Podría haber nueva ola migratoria tras la caída de Nicolás Maduro
Especialistas analizan la posibilidad de que ciudadanos venezolanos inicien un nuevo flujo migratorio hacia la región impulsado por la inestabilidad política
Especialistas advierten que la caída de Nicolás Maduro podría generar una nueva ola migratoria de ciudadanos venezolanos hacia diversos países de la región. A diferencia de flujos anteriores motivados por la crisis económica, esta vez el desplazamiento se debería a la inestabilidad política interna. Según indicaron los expertos, esta situación requiere una respuesta coordinada entre las naciones vecinas para gestionar el posible impacto.
El experto en temas migratorios, Nicolás Zevallos, señaló que la caída del régimen podría dispersar no solo a civiles, sino también a organizaciones criminales. Según explicó, existe el riesgo de que integrantes de la cúpula chavista intenten salir del país para evitar las consecuencias políticas de la transición. Esta situación obligaría a los países receptores a implementar medidas de vigilancia mucho más estrictas en sus puntos fronterizos.
La preocupación principal radica en que el motivo de la huida ya no sería el hambre, sino el temor a represalias o el desorden institucional. Las organizaciones criminales que operaban bajo el amparo de la gestión anterior podrían buscar nuevos territorios para continuar sus actividades ilícitas. Ante esto, la Policía y las agencias de inteligencia de los países vecinos deberán estar alertas ante cualquier movimiento sospechoso en los pasos legales e ilegales.
¿Qué riesgos representa este nuevo flujo migratorio según los expertos?

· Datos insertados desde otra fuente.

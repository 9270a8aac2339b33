//! Read-only lookup structure built once from a ruleset bundle.
//!
//! The engine never walks the raw bundle; everything it needs is
//! indexed here: ordered question trees with O(log n) qid lookup,
//! checklists by (symptom, age bucket), and id → display resolution
//! for departments and severity levels.

use std::collections::BTreeMap;

use serde::{Deserialize, Serialize};
use triage_rules::{
    ChecklistItem, CriticalItem, DemographicField, Question, RulesetBundle, Symptom,
    UnderlyingDisease,
};

/// Which sequential question tree a qid belongs to.
#[derive(Debug, Clone, Copy, PartialEq, Eq, PartialOrd, Ord)]
pub enum Source {
    Oldcarts,
    Opd,
}

impl Source {
    pub fn as_str(&self) -> &'static str {
        match self {
            Source::Oldcarts => "oldcarts",
            Source::Opd => "opd",
        }
    }
}

/// A resolved display record for a department or severity id.
#[derive(Debug, Clone, Serialize, Deserialize, PartialEq, Eq)]
pub struct NamedRef {
    pub id: String,
    pub name: String,
    #[serde(default)]
    pub name_th: String,
}

/// One symptom's ordered question list plus a qid lookup table.
#[derive(Debug)]
struct SymptomTree {
    questions: Vec<Question>,
    by_qid: BTreeMap<String, usize>,
}

impl SymptomTree {
    fn build(questions: Vec<Question>) -> Self {
        let by_qid = questions
            .iter()
            .enumerate()
            .map(|(i, q)| (q.qid().to_string(), i))
            .collect();
        SymptomTree { questions, by_qid }
    }
}

/// Immutable rule lookup shared by every session of an [`crate::Engine`].
#[derive(Debug)]
pub struct RuleIndex {
    oldcarts: BTreeMap<String, SymptomTree>,
    opd: BTreeMap<String, SymptomTree>,
    er_adult: BTreeMap<String, Vec<ChecklistItem>>,
    er_pediatric: BTreeMap<String, Vec<ChecklistItem>>,
    er_critical: Vec<CriticalItem>,
    demographics: Vec<DemographicField>,
    symptoms: Vec<Symptom>,
    underlying_diseases: Vec<UnderlyingDisease>,
    departments: BTreeMap<String, NamedRef>,
    severities: BTreeMap<String, NamedRef>,
}

impl RuleIndex {
    /// Consume a bundle and build the lookup tables.
    pub fn build(bundle: RulesetBundle) -> Self {
        let index_trees = |trees: BTreeMap<String, Vec<Question>>| {
            trees
                .into_iter()
                .map(|(symptom, questions)| (symptom, SymptomTree::build(questions)))
                .collect()
        };
        let departments = bundle
            .departments
            .into_iter()
            .map(|d| {
                (
                    d.id.clone(),
                    NamedRef {
                        id: d.id,
                        name: d.name,
                        name_th: d.name_th,
                    },
                )
            })
            .collect();
        let severities = bundle
            .severity_levels
            .into_iter()
            .map(|s| {
                (
                    s.id.clone(),
                    NamedRef {
                        id: s.id,
                        name: s.name,
                        name_th: s.name_th,
                    },
                )
            })
            .collect();
        RuleIndex {
            oldcarts: index_trees(bundle.oldcarts),
            opd: index_trees(bundle.opd),
            er_adult: bundle.er_adult,
            er_pediatric: bundle.er_pediatric,
            er_critical: bundle.er_critical,
            demographics: bundle.demographics,
            symptoms: bundle.symptoms,
            underlying_diseases: bundle.underlying_diseases,
            departments,
            severities,
        }
    }

    fn trees(&self, source: Source) -> &BTreeMap<String, SymptomTree> {
        match source {
            Source::Oldcarts => &self.oldcarts,
            Source::Opd => &self.opd,
        }
    }

    /// Entry point of a symptom's tree: the first declared question.
    pub fn first_qid(&self, source: Source, symptom: &str) -> Option<&str> {
        self.trees(source)
            .get(symptom)?
            .questions
            .first()
            .map(|q| q.qid())
    }

    /// Look up a question by qid within one (source, symptom) tree.
    pub fn question(&self, source: Source, symptom: &str, qid: &str) -> Option<&Question> {
        let tree = self.trees(source).get(symptom)?;
        tree.by_qid.get(qid).map(|&i| &tree.questions[i])
    }

    /// All questions of one tree in declaration order.
    pub fn tree_questions(&self, source: Source, symptom: &str) -> &[Question] {
        self.trees(source)
            .get(symptom)
            .map(|t| t.questions.as_slice())
            .unwrap_or(&[])
    }

    /// The ER checklist for a symptom in the given age bucket. Symptoms
    /// without a checklist yield an empty slice.
    pub fn checklist(&self, symptom: &str, pediatric: bool) -> &[ChecklistItem] {
        let bucket = if pediatric {
            &self.er_pediatric
        } else {
            &self.er_adult
        };
        bucket.get(symptom).map(Vec::as_slice).unwrap_or(&[])
    }

    pub fn critical_items(&self) -> &[CriticalItem] {
        &self.er_critical
    }

    pub fn demographic_fields(&self) -> &[DemographicField] {
        &self.demographics
    }

    pub fn symptoms(&self) -> &[Symptom] {
        &self.symptoms
    }

    pub fn underlying_diseases(&self) -> &[UnderlyingDisease] {
        &self.underlying_diseases
    }

    /// Resolve a department id to its display record. Unknown ids
    /// degrade to an id-only record rather than failing the result.
    pub fn resolve_department(&self, id: &str) -> NamedRef {
        self.departments.get(id).cloned().unwrap_or_else(|| {
            tracing::warn!(id, "unknown department id in ruleset, using id as name");
            NamedRef {
                id: id.to_string(),
                name: id.to_string(),
                name_th: String::new(),
            }
        })
    }

    /// Resolve a severity id to its display record, degrading like
    /// [`RuleIndex::resolve_department`].
    pub fn resolve_severity(&self, id: &str) -> NamedRef {
        self.severities.get(id).cloned().unwrap_or_else(|| {
            tracing::warn!(id, "unknown severity id in ruleset, using id as name");
            NamedRef {
                id: id.to_string(),
                name: id.to_string(),
                name_th: String::new(),
            }
        })
    }
}

#[cfg(test)]
mod tests {
    use super::*;
    use serde_json::json;

    fn index() -> RuleIndex {
        let bundle = RulesetBundle::from_json(&json!({
            "departments": [{"id": "dept001", "name": "Emergency", "name_th": "ฉุกเฉิน"}],
            "severity_levels": [{"id": "sev001", "name": "Resuscitation", "rank": 1}],
            "er_adult": {
                "fever": [{"qid": "chk_a1", "text": "Stiff neck?"}]
            },
            "er_pediatric": {
                "fever": [{"qid": "chk_p1", "text": "Seizure?"}]
            },
            "oldcarts": {
                "fever": [
                    {"question_type": "free_text", "qid": "old_1", "question": "Onset?",
                     "on_submit": {"action": "goto", "qid": ["old_2"]}},
                    {"question_type": "free_text", "qid": "old_2", "question": "Duration?",
                     "on_submit": {"action": "opd"}}
                ]
            }
        }))
        .unwrap();
        RuleIndex::build(bundle)
    }

    #[test]
    fn first_qid_is_declaration_order() {
        let idx = index();
        assert_eq!(idx.first_qid(Source::Oldcarts, "fever"), Some("old_1"));
        assert_eq!(idx.first_qid(Source::Opd, "fever"), None);
    }

    #[test]
    fn question_lookup_by_qid() {
        let idx = index();
        let q = idx.question(Source::Oldcarts, "fever", "old_2").unwrap();
        assert_eq!(q.text(), "Duration?");
        assert!(idx.question(Source::Oldcarts, "fever", "missing").is_none());
        assert!(idx.question(Source::Oldcarts, "cough", "old_1").is_none());
    }

    #[test]
    fn checklist_selects_age_bucket() {
        let idx = index();
        assert_eq!(idx.checklist("fever", false)[0].qid, "chk_a1");
        assert_eq!(idx.checklist("fever", true)[0].qid, "chk_p1");
        assert!(idx.checklist("cough", false).is_empty());
    }

    #[test]
    fn unknown_reference_ids_degrade_to_id_only() {
        let idx = index();
        let dept = idx.resolve_department("dept001");
        assert_eq!(dept.name, "Emergency");
        let missing = idx.resolve_department("dept999");
        assert_eq!(missing.id, "dept999");
        assert_eq!(missing.name, "dept999");
        assert_eq!(idx.resolve_severity("sev001").name, "Resuscitation");
    }
}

Nicolás Zevallos consideró que los gobiernos de la zona deben unir esfuerzos para blindar sus fronteras ante el posible ingreso de elementos delictivos. La vigilancia compartida sería clave para identificar a personas con antecedentes o vínculos con estructuras de poder cuestionadas en su país de origen. Según señaló, impedir el ingreso de delincuentes es una prioridad para mantener la seguridad interna de cada nación.
El especialista enfatizó que la seguridad regional depende de la capacidad de intercambio de información inmediata entre las autoridades migratorias. La propuesta incluye un monitoreo constante de los puntos ciegos en las zonas limítrofes por donde suelen ingresar flujos irregulares. Fuentes oficiales indican que la coordinación multilateral será el único camino para contener una dispersión desordenada de personas con historial criminal.
Asimismo, se advirtió que la inestabilidad política podría acelerar la salida de quienes aún permanecían en el territorio esperando un cambio de mando. Este nuevo escenario plantea un desafío logístico para las instituciones encargadas de los registros migratorios en toda Sudamérica. Las autoridades deberán reforzar sus sistemas de verificación de identidad para asegurar que el proceso de ingreso se realice bajo estrictas normas de seguridad.
¿Qué pasará con los ciudadanos que ya radican en el Perú?

El abogado internacionalista Miguel Ángel Porras estimó que los ciudadanos extranjeros que ya viven en el Perú no tienen intenciones de regresar a su lugar de origen de forma inmediata. Según el experto, muchos de ellos ya se han enraizado en la sociedad peruana tras haber permanecido varios años en el territorio nacional. El arraigo familiar y laboral que han generado sería el factor determinante para que decidan quedarse en el país.
Porras consideró que para aquellos que sí deseen retornar tras la salida de Maduro, será necesaria la creación de un corredor humanitario regional. Esta iniciativa debería incluir la participación activa de países como Chile, Perú, Ecuador, Colombia y la propia Venezuela para garantizar un tránsito ordenado. La propuesta busca facilitar el traslado de personas de manera segura y bajo la supervisión de los organismos correspondientes de cada nación involucrada.
El análisis legal sugiere que la formación de este corredor permitiría gestionar el flujo de retorno sin colapsar los servicios fronterizos de los países de tránsito. Las autoridades deberán coordinar aspectos logísticos y de documentación para asegurar que el proceso se realice bajo estándares internacionales de protección. Por ahora, se espera que las cancillerías analicen la factibilidad de estos acuerdos frente al nuevo escenario político que se presenta en la región.